The seven-day infection rate for pensioners aged 85 to 89 jumped 426 per cent in the week to December 29 to 824 confirmed infections per 100,000, compared with a fortnight earlier.
It was up 422 per cent to 949 cases per 100,000 for the 75 to 79 year age group, 406 per cent for 80 to 84-year-olds, and 408 per cent for individuals aged 90 and over.
The rate rose 377 per cent in the 70 to 74 age group, and by just over 300 per cent for Londoners aged 65 to 69.
The large increases are likely to be at least partly driven by intergenerational mixing over the festive period.
London’s public health chief Professor Kevin Fenton told The Standard: “Christmas is over but unfortunately Covid-19 is not and London now faces the hard reality of January with the virus still having a big impact throughout the city.
“We still have very high daily case numbers and worryingly our rates in the over 60s are on a steep upwards trajectory, which may translate into increased hospital admissions in the coming weeks.

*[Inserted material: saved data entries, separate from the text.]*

use std::sync::Arc;

use anyhow::{Context, Result};
use clap::Parser;
use tracing::info;
use tracing_subscriber::{layer::SubscriberExt, util::SubscriberInitExt};
use url::Url;

use sd_poster_proxy::{
    backoff::BackoffGate,
    blocklist::Blocklist,
    config::Config,
    download::DownloadCoordinator,
    evictor::StaleFileEvictor,
    index::ProgramImageIndex,
    metadata::MetadataCache,
    overrides::OverrideList,
    resolver::PosterResolver,
    selector::SelectionConfig,
    token::TokenManager,
    upstream::{SchedulesDirectClient, SdMetadataService},
    web::WebServer,
};

#[derive(Parser)]
#[command(name = "sd-poster-proxy")]
#[command(version = "0.1.0")]
#[command(about = "A lazy poster-art proxy and cache for Schedules Direct guide data")]
#[command(long_about = None)]
struct Cli {
    /// Configuration file path
    #[arg(short, long, default_value = "config.toml")]
    config: String,

    /// Listening IP address
    #[arg(short = 'H', long, value_name = "IP")]
    host: Option<String>,

    /// Listening port
    #[arg(short, long, value_name = "PORT")]
    port: Option<u16>,

    /// Log level
    #[arg(short = 'v', long, default_value = "info")]
    log_level: String,
}

#[tokio::main]
async fn main() -> Result<()> {
    let cli = Cli::parse();

    let log_filter = format!("sd_poster_proxy={}", cli.log_level);
    tracing_subscriber::registry()
        .with(
            tracing_subscriber::EnvFilter::try_from_default_env()
                .unwrap_or_else(|_| log_filter.into()),
        )
        .with(tracing_subscriber::fmt::layer())
        .init();

    info!("Starting sd-poster-proxy v{}", env!("CARGO_PKG_VERSION"));

    let mut config = Config::load(&cli.config)?;
    info!("Configuration loaded from: {}", cli.config);

    if let Some(host) = cli.host {
        config.web.host = host;
    }
    if let Some(port) = cli.port {
        config.web.port = port;
    }

    // The only fatal phase: without these directories nothing can be cached.
    std::fs::create_dir_all(&config.storage.cache_dir)
        .with_context(|| format!("creating cache dir {}", config.storage.cache_dir.display()))?;
    std::fs::create_dir_all(&config.storage.state_dir)
        .with_context(|| format!("creating state dir {}", config.storage.state_dir.display()))?;

    let client = Arc::new(SchedulesDirectClient::new(&config.upstream)?);
    let base_url: Url = client.base_url().clone();

    let gate = Arc::new(BackoffGate::new());
    let tokens = Arc::new(TokenManager::load(
        config.token_path(),
        client.clone(),
        gate.clone(),
    ));
    let index = Arc::new(ProgramImageIndex::load(config.index_path()));
    let overrides = Arc::new(OverrideList::load(&config.overrides_path()));
    let blocklist = Arc::new(Blocklist::new(config.blocklist_path()));
    let metadata = Arc::new(MetadataCache::new(Arc::new(SdMetadataService::new(
        client.clone(),
        tokens.clone(),
    ))));
    let downloads = Arc::new(DownloadCoordinator::new());

    let resolver = Arc::new(PosterResolver::new(
        config.storage.cache_dir.clone(),
        base_url,
        SelectionConfig {
            desired_aspect: config.images.poster_aspect.clone(),
        },
        config.images.max_age_days,
        index.clone(),
        metadata,
        downloads,
        tokens,
        gate.clone(),
        client,
        overrides.clone(),
        blocklist,
    ));

    let evictor = Arc::new(StaleFileEvictor::new(
        config.storage.cache_dir.clone(),
        config.images.max_age_days,
        index.clone(),
        overrides,
    ));
    let removed = evictor.purge().await;
    info!(removed, "startup eviction sweep finished");

    if config.images.sweep_interval_hours > 0 {
        let interval = std::time::Duration::from_secs(config.images.sweep_interval_hours * 3600);
        let evictor = evictor.clone();
        tokio::spawn(async move {
            let mut ticker = tokio::time::interval(interval);
            ticker.tick().await; // first tick fires immediately; the startup sweep covered it
            loop {
                ticker.tick().await;
                evictor.purge().await;
            }
        });
    }

    let web_server = WebServer::new(&config, resolver, gate, index)?;
    info!(
        "Starting web server on {}:{}",
        web_server.host(),
        web_server.port()
    );
    web_server.serve().await?;

    Ok(())
}
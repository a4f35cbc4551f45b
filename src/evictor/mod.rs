//! Stale cache eviction.
//!
//! Cached posters are deleted once they are twice as old as the cache TTL:
//! the TTL itself governs refresh, so an expired-but-undeleted file can
//! still serve while a re-download is pending. Age comes from the index's
//! reverse lookup (most recent request for the image), falling back to file
//! modification time for files no mapping references.

use std::collections::HashSet;
use std::path::PathBuf;
use std::sync::Arc;

use chrono::{DateTime, Duration, Utc};
use tracing::{info, warn};

use crate::index::ProgramImageIndex;
use crate::overrides::OverrideList;

/// Purge multiplier: files are deleted at `2 x max_age_days`.
const PURGE_TTL_FACTOR: i64 = 2;

pub struct StaleFileEvictor {
    cache_dir: PathBuf,
    max_age_days: i64,
    index: Arc<ProgramImageIndex>,
    overrides: Arc<OverrideList>,
}

impl StaleFileEvictor {
    pub fn new(
        cache_dir: PathBuf,
        max_age_days: i64,
        index: Arc<ProgramImageIndex>,
        overrides: Arc<OverrideList>,
    ) -> Self {
        Self {
            cache_dir,
            max_age_days,
            index,
            overrides,
        }
    }

    /// Sweep the cache directory once and return how many files were
    /// removed. Individual file errors are logged and skipped; the index is
    /// persisted once at the end via the bulk prune.
    pub async fn purge(&self) -> usize {
        if self.max_age_days <= 0 {
            return 0;
        }
        let threshold = Duration::days(self.max_age_days * PURGE_TTL_FACTOR);
        let now = Utc::now();

        let entries = match std::fs::read_dir(&self.cache_dir) {
            Ok(entries) => entries,
            Err(e) => {
                warn!(dir = %self.cache_dir.display(), error = %e, "cannot read cache directory for eviction");
                return 0;
            }
        };

        let mut removed = 0usize;
        let mut removed_ids: HashSet<String> = HashSet::new();

        for entry in entries {
            let entry = match entry {
                Ok(entry) => entry,
                Err(e) => {
                    warn!(error = %e, "failed to read cache directory entry");
                    continue;
                }
            };
            let path = entry.path();
            if path.extension().and_then(|e| e.to_str()) != Some("jpg") {
                continue;
            }
            let Some(image_id) = path.file_stem().and_then(|s| s.to_str()).map(str::to_string)
            else {
                continue;
            };

            if self.overrides.is_pinned(&image_id) {
                continue;
            }

            let last_used = match self.index.last_request_for_image(&image_id).await {
                Some(instant) => instant,
                None => match file_mtime(&entry) {
                    Some(instant) => instant,
                    None => continue,
                },
            };

            if now - last_used <= threshold {
                continue;
            }

            match std::fs::remove_file(&path) {
                Ok(()) => {
                    info!(image_id, path = %path.display(), "purged stale cached poster");
                    removed += 1;
                    removed_ids.insert(image_id);
                }
                Err(e) => {
                    warn!(image_id, path = %path.display(), error = %e, "failed to purge stale poster");
                }
            }
        }

        if !removed_ids.is_empty() {
            self.index.delete_by_image_ids(&removed_ids).await;
        }
        if removed > 0 {
            info!(removed, dir = %self.cache_dir.display(), "eviction sweep complete");
        }
        removed
    }
}

fn file_mtime(entry: &std::fs::DirEntry) -> Option<DateTime<Utc>> {
    let modified = entry.metadata().ok()?.modified().ok()?;
    Some(DateTime::<Utc>::from(modified))
}

#[cfg(test)]
mod tests {
    use super::*;
    use tempfile::TempDir;

    fn write_index(dir: &TempDir, entries: &[(&str, &str, i64)]) -> Arc<ProgramImageIndex> {
        let path = dir.path().join("poster-index.json");
        let mut map = serde_json::Map::new();
        for (program_id, image_id, age_days) in entries {
            map.insert(
                program_id.to_string(),
                serde_json::json!({
                    "imageID": image_id,
                    "lastRequestUnix": (Utc::now() - Duration::days(*age_days)).timestamp(),
                }),
            );
        }
        std::fs::write(&path, serde_json::to_vec(&map).unwrap()).unwrap();
        Arc::new(ProgramImageIndex::load(path))
    }

    fn touch(dir: &TempDir, name: &str) -> PathBuf {
        let path = dir.path().join(name);
        std::fs::write(&path, b"\xff\xd8\xff").unwrap();
        path
    }

    #[tokio::test]
    async fn purges_only_past_twice_the_ttl() {
        let state = TempDir::new().unwrap();
        let cache = TempDir::new().unwrap();

        // TTL 10 days: 15-day-old is inside the 20-day grace window,
        // 25-day-old is out.
        let index = write_index(&state, &[("EP1", "young", 15), ("EP2", "old", 25)]);
        let young = touch(&cache, "young.jpg");
        let old = touch(&cache, "old.jpg");

        let evictor = StaleFileEvictor::new(
            cache.path().to_path_buf(),
            10,
            index.clone(),
            Arc::new(OverrideList::default()),
        );
        let removed = evictor.purge().await;

        assert_eq!(removed, 1);
        assert!(young.exists());
        assert!(!old.exists());
        // Index pruned for the purged image only.
        assert!(index.get("EP1").await.is_some());
        assert!(index.get("EP2").await.is_none());
    }

    #[tokio::test]
    async fn pinned_images_survive() {
        let state = TempDir::new().unwrap();
        let cache = TempDir::new().unwrap();

        let index = write_index(&state, &[("EP1", "pinned-img", 90)]);
        let pinned = touch(&cache, "pinned-img.jpg");

        let overrides_path = state.path().join("overrides.txt");
        std::fs::write(&overrides_path, "\"Some Show\",\"pinned-img\"\n").unwrap();
        let overrides = Arc::new(OverrideList::load(&overrides_path));

        let evictor =
            StaleFileEvictor::new(cache.path().to_path_buf(), 10, index, overrides);
        assert_eq!(evictor.purge().await, 0);
        assert!(pinned.exists());
    }

    #[tokio::test]
    async fn unreferenced_files_age_by_mtime() {
        let state = TempDir::new().unwrap();
        let cache = TempDir::new().unwrap();

        let index = Arc::new(ProgramImageIndex::load(state.path().join("poster-index.json")));
        let orphan = touch(&cache, "orphan.jpg");
        let ancient = std::time::SystemTime::now() - std::time::Duration::from_secs(60 * 86_400);
        std::fs::File::options()
            .append(true)
            .open(&orphan)
            .unwrap()
            .set_modified(ancient)
            .unwrap();

        let evictor = StaleFileEvictor::new(
            cache.path().to_path_buf(),
            10,
            index,
            Arc::new(OverrideList::default()),
        );
        assert_eq!(evictor.purge().await, 1);
        assert!(!orphan.exists());
    }
}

This is on top of already high numbers of people in hospital, putting further pressure on health services.”
Health chiefs will be watching how these rises in cases among older age groups impact on hospitalisations as they are particularly vulnerable to the virus but are now largely boosted and studies have shown Omircon is milder than Delta.
While the number of Covid patients in London’s hospitals is rising, to 3,848 as of Tuesday, just under half the level of the second wave peak, daily admissions have fallen in recent days and the number so ill that they are on ventilators, 238, has not gone up rapidly.

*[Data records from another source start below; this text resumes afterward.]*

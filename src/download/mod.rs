//! In-flight download de-duplication.
//!
//! At most one task downloads a given image id at a time. Concurrent
//! requesters for the same id wait for the owner to finish and then re-check
//! disk state: the only guarantee on release is "the file now exists or the
//! attempt failed".

use std::collections::HashMap;
use std::sync::Mutex;

use tokio::sync::watch;

/// Outcome of [`DownloadCoordinator::acquire`].
pub enum DownloadSlot {
    /// Caller performs the download and must call `release` when done,
    /// success or failure.
    Owner,
    /// Another task is already downloading this image; wait on the handle.
    Waiter(WaitHandle),
}

impl DownloadSlot {
    pub fn is_owner(&self) -> bool {
        matches!(self, DownloadSlot::Owner)
    }
}

pub struct WaitHandle {
    rx: watch::Receiver<bool>,
}

impl WaitHandle {
    /// Resolves once the owning download releases, whether it succeeded or
    /// not.
    pub async fn wait(mut self) {
        while !*self.rx.borrow() {
            // A closed channel means the owner released (and the registry
            // entry was dropped) before we started waiting.
            if self.rx.changed().await.is_err() {
                break;
            }
        }
    }
}

#[derive(Default)]
pub struct DownloadCoordinator {
    in_flight: Mutex<HashMap<String, watch::Sender<bool>>>,
}

impl DownloadCoordinator {
    pub fn new() -> Self {
        Self::default()
    }

    /// Register interest in downloading `image_id`. The first caller becomes
    /// the owner; everyone else gets a wait handle. A blank id has nothing
    /// to de-duplicate, so the caller is always the owner.
    pub fn acquire(&self, image_id: &str) -> DownloadSlot {
        if image_id.is_empty() {
            return DownloadSlot::Owner;
        }

        let mut in_flight = self.in_flight.lock().unwrap();
        if let Some(tx) = in_flight.get(image_id) {
            return DownloadSlot::Waiter(WaitHandle { rx: tx.subscribe() });
        }

        let (tx, _rx) = watch::channel(false);
        in_flight.insert(image_id.to_string(), tx);
        DownloadSlot::Owner
    }

    /// Mark the end of the guarded download and wake all waiters. Always
    /// clears the registration so a later request can retry.
    pub fn release(&self, image_id: &str) {
        if image_id.is_empty() {
            return;
        }

        let mut in_flight = self.in_flight.lock().unwrap();
        if let Some(tx) = in_flight.remove(image_id) {
            let _ = tx.send(true);
        }
    }
}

A further 20,080 confirmed Covid cases were announced for London on Monday, down from recent highs of over 27,000, raising hopes that the Omicron wave may have peaked in the capital.
It is too early to say that with any certainty given the impact of more social mixing at New Year and of the return to school is yet to be seen, and some people may have delayed getting tested in recent days.

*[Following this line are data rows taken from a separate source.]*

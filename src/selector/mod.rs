//! Poster candidate selection.
//!
//! Given every artwork candidate upstream offers for a program, pick the
//! single best poster deterministically. The ranking is table-driven so rule
//! changes are reviewable diffs instead of rewrites.

use crate::models::ImageCandidate;

/// Sentinel aspect value that disables the exact-aspect filter.
pub const ASPECT_ALL: &str = "all";

/// Allowed poster categories in preference order. Anything not listed here
/// is rejected outright, which keeps cast shots, banners-as-backgrounds and
/// fan art out of poster slots no matter how large they are.
const CATEGORY_RANKS: &[(&str, u32)] = &[
    ("poster art", 0),
    ("box art", 1),
    ("showcard", 2),
    ("banner-l1", 3),
    ("banner-l2", 4),
    ("vod art", 5),
];

/// Artwork tier preference: show-level art beats season-level beats
/// episode-level. Unknown tiers sit between season and episode.
const TIER_RANKS: &[(&str, u32)] = &[
    ("series", 0),
    ("show", 0),
    ("season", 1),
    ("episode", 3),
];
const TIER_RANK_UNKNOWN: u32 = 2;

/// Aspect preference applied only when no exact-aspect filter is requested.
/// Portrait ratios make better poster slots than landscape ones.
const ASPECT_RANKS: &[(&str, u32)] = &[
    ("2x3", 0),
    ("3x4", 1),
    ("4x3", 2),
    ("1x1", 3),
    ("16x9", 4),
];
const ASPECT_RANK_OTHER: u32 = 5;

const TIER_WEIGHT: u32 = 100;
const CATEGORY_WEIGHT: u32 = 10;

#[derive(Debug, Clone)]
pub struct SelectionConfig {
    /// Exact aspect label to require, e.g. "2x3". `"all"` (or empty)
    /// disables the filter.
    pub desired_aspect: String,
}

impl Default for SelectionConfig {
    fn default() -> Self {
        Self {
            desired_aspect: "2x3".to_string(),
        }
    }
}

impl SelectionConfig {
    fn aspect_filter(&self) -> Option<&str> {
        let aspect = self.desired_aspect.trim();
        if aspect.is_empty() || aspect.eq_ignore_ascii_case(ASPECT_ALL) {
            None
        } else {
            Some(aspect)
        }
    }
}

fn category_rank(category: &str) -> Option<u32> {
    let category = category.trim().to_ascii_lowercase();
    CATEGORY_RANKS
        .iter()
        .find(|(name, _)| *name == category)
        .map(|(_, rank)| *rank)
}

fn tier_rank(tier: &str) -> u32 {
    let tier = tier.trim().to_ascii_lowercase();
    TIER_RANKS
        .iter()
        .find(|(name, _)| *name == tier)
        .map(|(_, rank)| *rank)
        .unwrap_or(TIER_RANK_UNKNOWN)
}

fn aspect_rank(aspect: &str) -> u32 {
    let aspect = aspect.trim().to_ascii_lowercase();
    ASPECT_RANKS
        .iter()
        .find(|(name, _)| *name == aspect)
        .map(|(_, rank)| *rank)
        .unwrap_or(ASPECT_RANK_OTHER)
}

/// Pick the best poster candidate, or `None` when nothing qualifies.
///
/// Filtering is strict: candidates outside the category allow-list are
/// dropped, and when an exact aspect is configured a program with no match
/// yields `None` rather than falling back to an off-aspect image. Callers
/// treat `None` as "use the external fallback provider", not as an error.
///
/// The result is deterministic for a fixed input: scores compare strictly,
/// ties go to the larger width, and remaining ties keep the earliest
/// candidate.
pub fn select_poster<'a>(
    candidates: &'a [ImageCandidate],
    config: &SelectionConfig,
) -> Option<&'a ImageCandidate> {
    let aspect_filter = config.aspect_filter();

    let mut best: Option<(&ImageCandidate, u32)> = None;

    for candidate in candidates {
        if candidate.uri.trim().is_empty() {
            continue;
        }
        let Some(cat_rank) = category_rank(&candidate.category) else {
            continue;
        };
        if let Some(wanted) = aspect_filter {
            if !candidate.aspect.trim().eq_ignore_ascii_case(wanted) {
                continue;
            }
        }

        let mut score = tier_rank(&candidate.tier) * TIER_WEIGHT + cat_rank * CATEGORY_WEIGHT;
        if aspect_filter.is_none() {
            score += aspect_rank(&candidate.aspect);
        }

        best = match best {
            None => Some((candidate, score)),
            Some((current, current_score)) => {
                if score < current_score
                    || (score == current_score && candidate.width > current.width)
                {
                    Some((candidate, score))
                } else {
                    Some((current, current_score))
                }
            }
        };
    }

    best.map(|(candidate, _)| candidate)
}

However, there are hopes that the Omicron surge may not overwhelm the NHS – and require tougher restrictions – as many people have voluntarily scaled back their social mixing and taken other precautions to reduce the spread of the virus.
The highest seven-day rate in the capital is still among Londoners aged 20 to 24, at 2,767, however this is an increase of just 22 per cent on a fortnight ago, followed by the 25 to 29 age group on 2,520, a fall of 12.6 per cent.
However, there were also rises of 215 per cent for Londoners aged 60 to 64, 158 per cent for those aged 55 to 59, and 122 per cent for the 50 to 54 age group.
Prof Fenton appealed: “Now is the time for all of us, whether living, working or socialising in the city, to redouble our efforts to help suppress the transmission of the virus and reduce the disruption it continues to cause.
“Please stick to working from home and wearing face coverings on public transport, in shops and other crowded or enclosed spaces. Take a lateral flow test immediately before socialising and be sure to self-isolate if you feel unwell and take a PCR test.”
He added: “Getting vaccinated remains so important. You are far more likely to end up in hospital as a result of Covid-19 if you are unvaccinated or not fully vaccinated. So get your first dose, second dose and booster to ensure you get the best protection against infection and severe disease.”
Daily deaths of individuals, within 28 days of testing positive for Covid, have risen but slowly, with 14 such fatalities announced yesterday for London.